1 国境を越えた「ヒト」の円滑な移動のための条件整備

(1)観光、短期ビジネス等における円滑なヒトの移動

@ 問題のない国・地域に対する査証免除対象国の拡大【平成15年度以降逐次実施】
 現在、我が国を訪れる外国人旅行者は年間約500万人程度にすぎず、国際観光後進国であると言わざるを得ない状況にある。グローバリゼーションが進展し、国境を越えたヒトの移動がますます常態化する中で、今後、我が国が観光立国を実現していくためには、宿泊施設や交通網等のハード面だけでなく、査証・入国管理制度等のソフト面にわたるインフラの整備が必要である。  我が国の査証免除対象国は現在63か国・地域に限定されているが、人的交流の促進、観光立国等の観点から、不法就労、不法滞在、犯罪、テロ等に留意し、治安に影響を及ぼさないための措置等を講じつつ、問題のない国・地域に対する査証免除措置を拡大していくべきである。

A 韓国人に対する期間限定査証免除の実施【平成17年度中に措置】
 韓国については、構造改革特別区域推進本部決定によって修学旅行生に対する査証免除が認められたところであるが、我が国への観光を目的とする者を始めとして査証免除を求める要望が強いこと、昨年のサッカーのワールドカップ共催時に期間限定査証免除措置を試行した実績があること、韓国側は査証免除措置を実行していること、現在FTA締結に向けた交渉が本格化しつつあること等を踏まえ、韓国側の偽変造対策を強化した新型旅券の導入を前提に、我が国における不法滞在の温床とならないよう、治安に影響を及ぼさないための措置を講じつつ、問題のない場合には、段階的措置として再度の期間限定査証免除措置を実施すべきである。

B 香港住民に対する査証免除の実施【平成16年度中に措置】
 香港については、我が国と香港との間の人的交流促進の重要性とともに、香港の出入国管理が厳重に行われていること、香港住民の不法滞在が少ないこと等を総合的に考慮し、治安等にも留意しつつ、早急に査証免除措置を講ずるべきである。

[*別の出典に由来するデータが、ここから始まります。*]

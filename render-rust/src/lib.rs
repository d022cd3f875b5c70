//! Display side of Brainys generation output.
//!
//! [`render`] turns the pretty-printed JSON payload of a generation into a
//! [`View`]: labelled sections laid out per module type, plus the export
//! buttons allowed for that module. [`render_html`] turns a view into static
//! HTML.

mod html;
mod label;
pub mod layout;
mod renderer;
mod view;

pub use html::{render_html, render_html_with};
pub use label::format_label;
pub use renderer::{render, render_value, PLACEHOLDER_TEXT};
pub use view::{Choice, Document, ExportPanel, Grid, GridRow, Node, Row, Section, View};
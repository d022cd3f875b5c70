use crate::ExportFormat;
use thiserror::Error;

#[derive(Error, Debug)]
pub enum ClientError {
    /// The input was rejected before any request was sent
    /// (e.g. a missing required form field or an empty artifact id).
    #[error("Invalid input: {0}")]
    InvalidInput(String),
    /// The request to the service failed or the parsing of the response
    /// failed.
    #[error("Transport error: {0}")]
    Transport(#[from] reqwest::Error),
    /// The request returned a non-success status code. Carries the
    /// `message` field of the error body when the service sent one.
    #[error("Status error: {message} (Status {0})", message = .1.as_deref().unwrap_or("no message"))]
    StatusCode(reqwest::StatusCode, Option<String>),
    /// The service answered with `status` other than `"success"`.
    #[error("Request failed: {0}")]
    Failed(String),
    /// The response was missing something the client relies on
    /// (e.g. `download_url` in an export response).
    #[error("Invariant: {0}")]
    Invariant(String),
    /// An export of this format is already in flight.
    #[error("Export to {0} is already in progress")]
    Busy(ExportFormat),
    /// No session token is stored. Protected views redirect to login.
    #[error("Not authenticated")]
    Unauthenticated,
    /// The account exists but its email has not been verified yet.
    #[error("OTP verification required: {0}")]
    OtpRequired(String),
    #[error("Storage error: {0}")]
    Storage(#[from] std::io::Error),
    #[error("JSON error: {0}")]
    Json(#[from] serde_json::Error),
}

impl ClientError {
    /// The message provided by the service, if the failure carried one.
    #[must_use]
    pub fn server_message(&self) -> Option<&str> {
        match self {
            Self::StatusCode(_, message) => message.as_deref(),
            Self::Failed(message) | Self::OtpRequired(message) => Some(message),
            _ => None,
        }
    }

    /// The HTTP status of a non-success response.
    #[must_use]
    pub fn status(&self) -> Option<reqwest::StatusCode> {
        match self {
            Self::StatusCode(status, _) => Some(*status),
            Self::Transport(error) => error.status(),
            _ => None,
        }
    }
}

pub type ClientResult<T> = Result<T, ClientError>;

C 中国人に対する査証発給手続等の見直し【平成16年度以降逐次実施】
 中国から我が国への観光客については、現在、北京市、上海市、広東省に戸籍を有する者の団体旅行に限り査証発給を行っている。相手国政府、日中双方の旅行会社等とも協力し、我が国への不法滞在の温床とならないよう、治安に影響を及ぼさない措置等を講じつつ、問題がない場合には、団体旅行に関する査証発給対象地域を段階的に拡大していくべきである。
 また、近年、中国と我が国における経済協力が進展している中、相互の来訪が円滑になるよう、数次査証の発給対象条件についても、株式市場上場企業の管理職等に限定せず、段階的に緩和すべきである。

D 数次査証の対象範囲の拡大、発給要件の緩和等【平成15年度以降逐次実施】
 我が国においてビジネス活動を行う外国人の中には、複数回にわたり我が国を出入国する者も少なくなく、利便性の高い数次査証の発給に対するニーズは高い。しかしながら、数次査証の発給は、原則として我が国と相手国との間で相互に取決めがある場合に限定されており、また、発給要件が厳しいとの指摘がある。
 したがって、不法滞在、不法就労やその他の犯罪の防止等に留意しつつ、各国におけるニーズ等を踏まえ、問題のない国については、早急に数次査証の発給、発給要件の緩和等を図るべきである。

E 短期在留期間に係る運用の改善【平成16年度以降逐次実施】
 短期査証に係る在留期間については、現在、90日、30日、15日とされている。不法滞在、不法就労等を防止する観点から、観光については、訪日外国人の滞在日数が概ね1か月未満であることを踏まえ、運用面において、在外公館において滞在日数に応じた在留期間を付した査証を発給し、入国審査においても当該滞在期間に応じた在留期間とすべきである。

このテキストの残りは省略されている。